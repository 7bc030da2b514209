//! Regression fitting.
//!
//! Responsibilities:
//!
//! - drop rows that lack selected features (`complete_cases`)
//! - fit OLS with site dummies and report coefficients, R², RMSE
//! - refuse rank-deficient or underdetermined designs with a named cause

pub mod regression;

pub use regression::*;
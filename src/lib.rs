//! `bloom-chill` library crate.
//!
//! Winter-chill feature engineering and bloom day-of-year regression for
//! cherry bloom records. The binary (`bloom`) is a thin wrapper around this
//! library so that:
//!
//! - every pipeline stage is testable without spawning processes
//! - the tables can be reused by other front-ends (notebooks, exports)

pub mod app;
pub mod cli;
pub mod data;
pub mod domain;
pub mod error;
pub mod features;
pub mod fit;
pub mod io;
pub mod logging;
pub mod math;
pub mod models;
pub mod report;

Work required
Go through the entries line by line and count those with "that". Give only the count.

Solution below
2